Arnab Goswami and India’s Press Problem


Ishir Talapatra

Outrage has been pouring in after the journalist’s arrest. But what about Vinod Dua? Or Mushtaq Ganaie? India’s press problem extends beyond the treatment of Arnab Goswami.

On November 4, 2020, Republic TV anchor Arnab Goswami was detained by police in Mumbai on charges of abetting the suicide of Anvay Naik, an architect and interior designer, who listed Goswami as a reason for his death in a suicide note. India’s ruling party, the BJP, condemned the arrest as “politically motivated” due to Republic TV’s strong criticism of Shiv Sena, the ruling party in Maharashtra (and opposition to the BJP). 

Goswami’s case may seem tenuous at best, which is why many in the media (including those who decried Goswami’s witch-hunt journalism) are calling for his release. The BJP has already deemed the arrest to be a “fascist” move.

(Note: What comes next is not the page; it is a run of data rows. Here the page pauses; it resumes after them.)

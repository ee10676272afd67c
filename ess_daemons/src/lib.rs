mod assigner;
mod broker;
mod config;
mod context;
mod engine;
mod finisher;
mod messaging;
pub mod plugins;
mod precacher;
mod registry;
mod resource_manager;
mod runner;
mod splitter;
mod stager;

pub use assigner::*;
pub use broker::*;
pub use config::*;
pub use context::*;
pub use engine::*;
pub use finisher::*;
pub use messaging::*;
pub use precacher::*;
pub use registry::*;
pub use resource_manager::*;
pub use runner::run_daemons;
pub use splitter::*;
pub use stager::*;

And while people are rarely detained solely because of their name being mentioned in a suicide note, the BJP’s objections have been deemed as hypocritical by the opposing Congress Party.

A case cited by the BJP’s critics is the case of Vinod Dua, who the BJP are currently prosecuting as part of a sedition case. Dua made several criticisms of the BJP and Prime Minister Narendra Modi’s COVID-19 response, which resulted in him being accused of violating sections 153 (provocation with intent to cause a riot) and 188 (attempting to disobey a public order) of the Indian Penal Code. 

Dua’s case is one of many. Earlier this year, during the abrogation of Article 370 and the Indian crackdown in Kashmir, journalist Mushtaq Ganaie was abruptly arrested by Indian security forces. He was detained and beaten, without an arrest warrant being issued. The BJP refused to comment on his case, as they simultaneously detained Mehbooba Mufti and other Kashmiri officials. Gowhar Wani, a freelance journalist and photographer in the region, was also threatened by police and told to stop taking photographs of the government’s activities in the area.

India is ranked 142 out of 180 countries in the Reporters Without Borders press freedom index list. The RSF cite “increasing pressure to toe the ruling government’s Hindu nationalist line” as reasoning for their rating. It does not come as a surprise, therefore, that the BJP have expressed outrage at Goswami’s case, whose network aligns itself closely with the ruling government. But freedom of the press is not conditional on the journalist or organization involved - it is unconditional. Arnab Goswami’s arrest is concerning. But it is no more concerning than the cases of Vinod Dua, or Mushtaq Ganaie, Gowhar Wani, or the countless other journalists refusing to be a mouthpiece for the government.